* [Exercise] Among the entries that follow, find the lines holding "utils" and say how many there are, with no other words.

Data entries:
· · · · ·
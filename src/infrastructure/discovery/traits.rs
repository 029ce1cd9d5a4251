//! # Proposal Source Port
//!
//! Interface to the registry that publishes service proposals.

use crate::domain::entities::ServiceProposal;
use crate::domain::value_objects::ProviderId;
use crate::infrastructure::error::SourceResult;
use async_trait::async_trait;
use std::fmt;

/// Source of service proposals.
///
/// Implementations return the current set of proposals in registry order.
/// A failed call is terminal for the request that issued it.
#[async_trait]
pub trait ProposalSource: Send + Sync + fmt::Debug {
    /// Finds proposals, optionally restricted to one provider.
    ///
    /// # Errors
    ///
    /// Returns a `SourceError` if the registry cannot be reached or its
    /// answer cannot be parsed.
    async fn find(&self, provider: Option<&ProviderId>) -> SourceResult<Vec<ServiceProposal>>;
}
//! # Enrichment Join
//!
//! Left join of proposal views onto a [`QualityIndex`].
//!
//! Every view produces exactly one output, in input order:
//!
//! | index          | key found | metrics                 |
//! |----------------|-----------|-------------------------|
//! | `None`         | -         | `NotRequested` (omitted)|
//! | `Some`         | no        | `NoMatch` (`{}`)        |
//! | `Some`         | yes       | `Matched(payload)`      |

use crate::application::dto::{EnrichedProposal, Metrics, ProposalView};
use crate::application::services::quality_index::QualityIndex;
use crate::domain::value_objects::Keyed;

/// Attaches metrics to each view.
#[must_use]
pub fn enrich(views: Vec<ProposalView>, index: Option<&QualityIndex>) -> Vec<EnrichedProposal> {
    views
        .into_iter()
        .map(|proposal| {
            let metrics = match index {
                None => Metrics::NotRequested,
                Some(index) => index
                    .get(&proposal.proposal_key())
                    .cloned()
                    .map_or(Metrics::NoMatch, Metrics::Matched),
            };
            EnrichedProposal { proposal, metrics }
        })
        .collect()
}
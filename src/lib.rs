// 库文件，导出模块
pub mod cli;
pub mod config;
pub mod dispatch;
pub mod ssh;
pub mod telemetry;
pub mod threadpool;
pub mod transfer;
pub mod utils;

use config::Config;
use dispatch::{DispatchJob, DispatchReport, Dispatcher};
use ssh::SshConnector;
use std::sync::Arc;
use transfer::ProgressTracker;

pub use utils::error::{FleetError, Result};

pub fn run_fleet(config: Config) -> DispatchReport {
    let job = DispatchJob {
        hosts: config.hosts,
        operation: config.operation,
        timeout: config.timeout,
    };

    let progress = ProgressTracker::new(job.hosts.len() as u64, "Dispatching");
    let mut dispatcher = Dispatcher::new(Arc::new(SshConnector), config.session).with_progress(progress);
    if let Some(max_parallel) = config.max_parallel {
        dispatcher = dispatcher.with_max_parallel(max_parallel);
    }

    dispatcher.dispatch(&job)
}
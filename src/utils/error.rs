use std::time::Duration;
use thiserror::Error;

use crate::dispatch::HostOutcome;

#[derive(Error, Debug)]
pub enum FleetError {
    #[error("Failed to connect to {host} after {attempts} attempt(s): {message}")]
    Connection {
        host: String,
        attempts: u32,
        message: String,
    },

    #[error("Channel on {host} not ready for input after {waited:?}")]
    ChannelNotReady { host: String, waited: Duration },

    #[error("No greeting received from {host} within {waited:?}")]
    GreetingTimeout { host: String, waited: Duration },

    #[error("Channel {channel} on {host} is closed or was never opened")]
    ChannelClosed { host: String, channel: usize },

    #[error("CLI login as {username} on {host} rejected, output: {output}")]
    LoginRejected {
        host: String,
        username: String,
        output: String,
    },

    #[error("Not a valid directory: {path}")]
    NotADirectory { path: String },

    #[error("Remote {op} failed on {path}: {source}")]
    RemoteFs {
        op: &'static str,
        path: String,
        #[source]
        source: std::io::Error,
    },

    #[error("{} host(s) failed: {}", failures.len(), summarize(failures))]
    Dispatch { failures: Vec<HostOutcome> },

    #[error("Thread join error")]
    ThreadJoinError,

    #[error("Invalid configuration: {0}")]
    InvalidConfig(String),

    #[error("IO error: {0}")]
    Io(#[from] std::io::Error),

    #[error("SSH error: {0}")]
    Ssh(#[from] ssh2::Error),
}

pub type Result<T, E = FleetError> = std::result::Result<T, E>;

fn summarize(failures: &[HostOutcome]) -> String {
    failures
        .iter()
        .map(|f| format!("[{}] {}", f.host, f.message))
        .collect::<Vec<_>>()
        .join("; ")
}

impl FleetError {
    pub(crate) fn remote_fs(op: &'static str, path: &str, source: std::io::Error) -> Self {
        FleetError::RemoteFs {
            op,
            path: path.to_string(),
            source,
        }
    }
}
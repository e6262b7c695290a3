// 传输模块入口
pub mod mirror;
pub mod progress;

pub use mirror::RemoteFileMirror;
pub use progress::ProgressTracker;
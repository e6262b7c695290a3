//! Fan-out of one operation over many hosts.
//!
//! Every host gets its own session and its own worker; workers report a
//! [`HostOutcome`] over a channel to a single collector, so no container is
//! shared between them. One host failing never stops the others.

use crate::config::{CliCredentials, CliSettings, HostEndpoint, SessionOptions};
use crate::ssh::cli_session::CliSession;
use crate::ssh::session::{ChannelId, Session};
use crate::ssh::transport::Connector;
use crate::threadpool::ThreadPool;
use crate::transfer::progress::ProgressTracker;
use crate::utils::error::{FleetError, Result};
use crate::utils::probe;
use crossbeam_channel::unbounded;
use std::panic::{self, AssertUnwindSafe};
use std::path::PathBuf;
use std::sync::Arc;
use std::time::Duration;
use tracing::{error, info, info_span, warn};

#[derive(Debug, Clone, PartialEq, Eq)]
pub struct HostOutcome {
    pub host: String,
    pub success: bool,
    pub message: String,
}

impl HostOutcome {
    pub fn success(host: impl Into<String>, message: impl Into<String>) -> Self {
        Self {
            host: host.into(),
            success: true,
            message: message.into(),
        }
    }

    pub fn failure(host: impl Into<String>, message: impl Into<String>) -> Self {
        Self {
            host: host.into(),
            success: false,
            message: message.into(),
        }
    }
}

/// What to run on every host.
#[derive(Debug, Clone)]
pub enum Operation {
    /// Shell command; the exit-status probe is appended before sending.
    Command { command: String },
    /// `mkdir -p` of the remote directory, then a mirror upload of a local
    /// directory (or a copy of a single file) into it.
    Upload { local_path: PathBuf, remote_path: String },
    /// Command run inside the management CLI.
    Cli {
        command: String,
        credentials: CliCredentials,
        settings: CliSettings,
        expected_prompt: Option<String>,
    },
}

#[derive(Debug, Clone)]
pub struct DispatchJob {
    pub hosts: Vec<HostEndpoint>,
    pub operation: Operation,
    /// Per-host command timeout.
    pub timeout: Duration,
}

/// Outcomes in the order the hosts were given.
#[derive(Debug, Clone, Default, PartialEq, Eq)]
pub struct DispatchReport {
    pub outcomes: Vec<HostOutcome>,
}

impl DispatchReport {
    pub fn is_success(&self) -> bool {
        self.outcomes.iter().all(|o| o.success)
    }

    pub fn failures(&self) -> Vec<&HostOutcome> {
        self.outcomes.iter().filter(|o| !o.success).collect()
    }

    /// Fails with every failed host listed when any host failed.
    pub fn into_result(self) -> Result<DispatchReport> {
        if self.is_success() {
            return Ok(self);
        }
        let failures = self.outcomes.into_iter().filter(|o| !o.success).collect();
        Err(FleetError::Dispatch { failures })
    }
}

/// Everything a worker needs to reach its host.
#[derive(Clone)]
pub struct HostContext {
    pub endpoint: HostEndpoint,
    pub connector: Arc<dyn Connector>,
    pub options: SessionOptions,
}

impl HostContext {
    pub fn host(&self) -> &str {
        &self.endpoint.address
    }

    pub fn connect(&self) -> Result<Session> {
        Session::connect(self.connector.as_ref(), self.endpoint.clone(), self.options.clone())
    }
}

pub struct Dispatcher {
    connector: Arc<dyn Connector>,
    options: SessionOptions,
    max_parallel: Option<usize>,
    progress: ProgressTracker,
}

impl Dispatcher {
    pub fn new(connector: Arc<dyn Connector>, options: SessionOptions) -> Self {
        Self {
            connector,
            options,
            max_parallel: None,
            progress: ProgressTracker::hidden(),
        }
    }

    /// 限制同时处理的主机数，默认每台主机一个线程
    pub fn with_max_parallel(mut self, max_parallel: usize) -> Self {
        self.max_parallel = Some(max_parallel.max(1));
        self
    }

    pub fn with_progress(mut self, progress: ProgressTracker) -> Self {
        self.progress = progress;
        self
    }

    pub fn dispatch(&self, job: &DispatchJob) -> DispatchReport {
        let operation = job.operation.clone();
        let timeout = job.timeout;
        self.run_on_each(&job.hosts, move |ctx| match &operation {
            Operation::Command { command } => run_command(ctx, command, timeout),
            Operation::Upload { local_path, remote_path } => run_upload(ctx, local_path, remote_path, timeout),
            Operation::Cli {
                command,
                credentials,
                settings,
                expected_prompt,
            } => run_cli(ctx, command, credentials, settings, expected_prompt.as_deref(), timeout),
        })
    }

    /// Runs `operation` once per host, each on its own worker, and collects
    /// every outcome. A worker that panics counts as a failure of its host.
    pub fn run_on_each<F>(&self, hosts: &[HostEndpoint], operation: F) -> DispatchReport
    where
        F: Fn(&HostContext) -> HostOutcome + Send + Sync + 'static,
    {
        if hosts.is_empty() {
            return DispatchReport::default();
        }

        let operation = Arc::new(operation);
        let workers = self.max_parallel.unwrap_or(hosts.len()).min(hosts.len());
        let pool = ThreadPool::new(workers);
        let (tx, rx) = unbounded::<(usize, HostOutcome)>();
        let mut slots: Vec<Option<HostOutcome>> = vec![None; hosts.len()];

        self.progress.set_total(hosts.len() as u64);

        for (index, endpoint) in hosts.iter().enumerate() {
            let ctx = HostContext {
                endpoint: endpoint.clone(),
                connector: Arc::clone(&self.connector),
                options: self.options.clone(),
            };
            let operation = Arc::clone(&operation);
            let tx = tx.clone();

            let submitted = pool.execute(move || {
                let span = info_span!("dispatch", host = %ctx.host());
                let _guard = span.enter();
                let outcome = match panic::catch_unwind(AssertUnwindSafe(|| operation(&ctx))) {
                    Ok(outcome) => outcome,
                    Err(payload) => HostOutcome::failure(
                        ctx.host(),
                        format!("On node({}): worker panicked: {}", ctx.host(), panic_message(payload.as_ref())),
                    ),
                };
                tx.send((index, outcome)).ok();
            });

            if let Err(e) = submitted {
                slots[index] = Some(HostOutcome::failure(
                    &endpoint.address,
                    format!("On node({}): could not schedule work: {}", endpoint.address, e),
                ));
            }
        }
        drop(tx);

        // 所有发送端释放后 recv 返回错误，即全部任务结束
        while let Ok((index, outcome)) = rx.recv() {
            if outcome.success {
                info!(host = %outcome.host, "{}", outcome.message);
            } else {
                error!(host = %outcome.host, "{}", outcome.message);
            }
            self.progress.host_done(&outcome.host, outcome.success);
            slots[index] = Some(outcome);
        }
        if let Err(e) = pool.join() {
            warn!(error = %e, "Worker pool shut down uncleanly");
        }
        self.progress.finish();

        let outcomes = slots
            .into_iter()
            .zip(hosts)
            .map(|(slot, endpoint)| {
                slot.unwrap_or_else(|| {
                    HostOutcome::failure(
                        &endpoint.address,
                        format!("On node({}): worker ended without reporting", endpoint.address),
                    )
                })
            })
            .collect();

        DispatchReport { outcomes }
    }
}

fn panic_message(payload: &(dyn std::any::Any + Send)) -> String {
    if let Some(s) = payload.downcast_ref::<&str>() {
        s.to_string()
    } else if let Some(s) = payload.downcast_ref::<String>() {
        s.clone()
    } else {
        "unknown panic".to_string()
    }
}

fn close_quietly(session: &mut Session) {
    if let Err(e) = session.close() {
        warn!(error = %e, "Closing session failed");
    }
}

/// 执行 shell 命令，输出中出现 `----0----` 才算成功
pub fn run_command(ctx: &HostContext, command: &str, timeout: Duration) -> HostOutcome {
    let host = ctx.host();
    let mut session = match ctx.connect() {
        Ok(session) => session,
        Err(e) => return HostOutcome::failure(host, format!("On node({}): {}", host, e)),
    };

    let prompt = ctx.options.prompt_terminator().to_string();
    let probed = probe::with_probe(command);
    let outcome = match session.execute(&probed, &[prompt.as_str()], timeout, ChannelId::PRIMARY) {
        Ok(result) if result.succeeded() => {
            HostOutcome::success(host, format!("On node({}): execute the cmd({}) succeeded", host, command))
        }
        Ok(result) if result.timed_out() => HostOutcome::failure(
            host,
            format!("On node({}): execute the cmd({}) timed out after {:?}", host, command, timeout),
        ),
        Ok(result) => HostOutcome::failure(
            host,
            format!(
                "On node({}): execute the cmd({}) failed (exit code {}): {}",
                host,
                command,
                result.exit_code.map_or_else(|| "unknown".to_string(), |c| c.to_string()),
                result.output
            ),
        ),
        Err(e) => HostOutcome::failure(host, format!("On node({}): execute the cmd({}) failed: {}", host, command, e)),
    };

    close_quietly(&mut session);
    outcome
}

/// 先创建远程目录，再按本地路径类型上传目录或文件
pub fn run_upload(ctx: &HostContext, local_path: &std::path::Path, remote_path: &str, timeout: Duration) -> HostOutcome {
    let host = ctx.host();
    let mut session = match ctx.connect() {
        Ok(session) => session,
        Err(e) => return HostOutcome::failure(host, format!("On node({}): {}", host, e)),
    };

    let outcome = upload_with(&mut session, local_path, remote_path, timeout);
    close_quietly(&mut session);

    match outcome {
        Ok(target) => HostOutcome::success(
            host,
            format!("On node({}): uploaded {} to {}", host, local_path.display(), target),
        ),
        Err(e) => HostOutcome::failure(
            host,
            format!("On node({}): upload of {} to {} failed: {}", host, local_path.display(), remote_path, e),
        ),
    }
}

fn upload_with(session: &mut Session, local_path: &std::path::Path, remote_path: &str, timeout: Duration) -> Result<String> {
    let host = session.endpoint().address.clone();
    let prompt = session.options().prompt_terminator().to_string();
    let mkdir = probe::with_probe(&format!("mkdir -p {}", remote_path));
    let made = session.execute(&mkdir, &[prompt.as_str()], timeout, ChannelId::PRIMARY)?;
    if !made.succeeded() {
        return Err(FleetError::remote_fs(
            "mkdir",
            remote_path,
            std::io::Error::other(format!("make the directory failed on {}: {}", host, made.output)),
        ));
    }
    info!("Make the directory({}) succeeded", remote_path);

    let mirror = session.mirror()?;
    if local_path.is_dir() {
        mirror.upload_tree(local_path, remote_path, true)
    } else if local_path.is_file() {
        mirror.upload_file(local_path, remote_path, true)
    } else {
        Err(FleetError::InvalidConfig(format!(
            "Upload source {} is neither a file nor a directory",
            local_path.display()
        )))
    }
}

/// 在管理 CLI 中执行命令，结束后退出 CLI
///
/// `timeout` is the job's per-host timeout; it bounds the resend after a
/// desynchronized CLI has been logged into again.
pub fn run_cli(
    ctx: &HostContext,
    command: &str,
    credentials: &CliCredentials,
    settings: &CliSettings,
    expected_prompt: Option<&str>,
    timeout: Duration,
) -> HostOutcome {
    let host = ctx.host();
    let mut settings = settings.clone();
    settings.recovery_timeout = timeout;
    let mut cli = CliSession::new(
        Arc::clone(&ctx.connector),
        ctx.endpoint.clone(),
        ctx.options.clone(),
        settings,
        credentials.clone(),
    );

    let outcome = match cli.execute_as(command, None, expected_prompt) {
        Ok(result) if result.timed_out() => HostOutcome::failure(
            host,
            format!("On node({}): CLI command({}) timed out: {}", host, command, result.output),
        ),
        Ok(result) => HostOutcome::success(
            host,
            format!("On node({}): CLI command({}) finished: {}", host, command, result.output),
        ),
        Err(e) => HostOutcome::failure(host, format!("On node({}): CLI command({}) failed: {}", host, command, e)),
    };

    if let Err(e) = cli.close() {
        warn!(error = %e, "Closing CLI session failed");
    }
    outcome
}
· · · · ·
* [Completed exercise] 5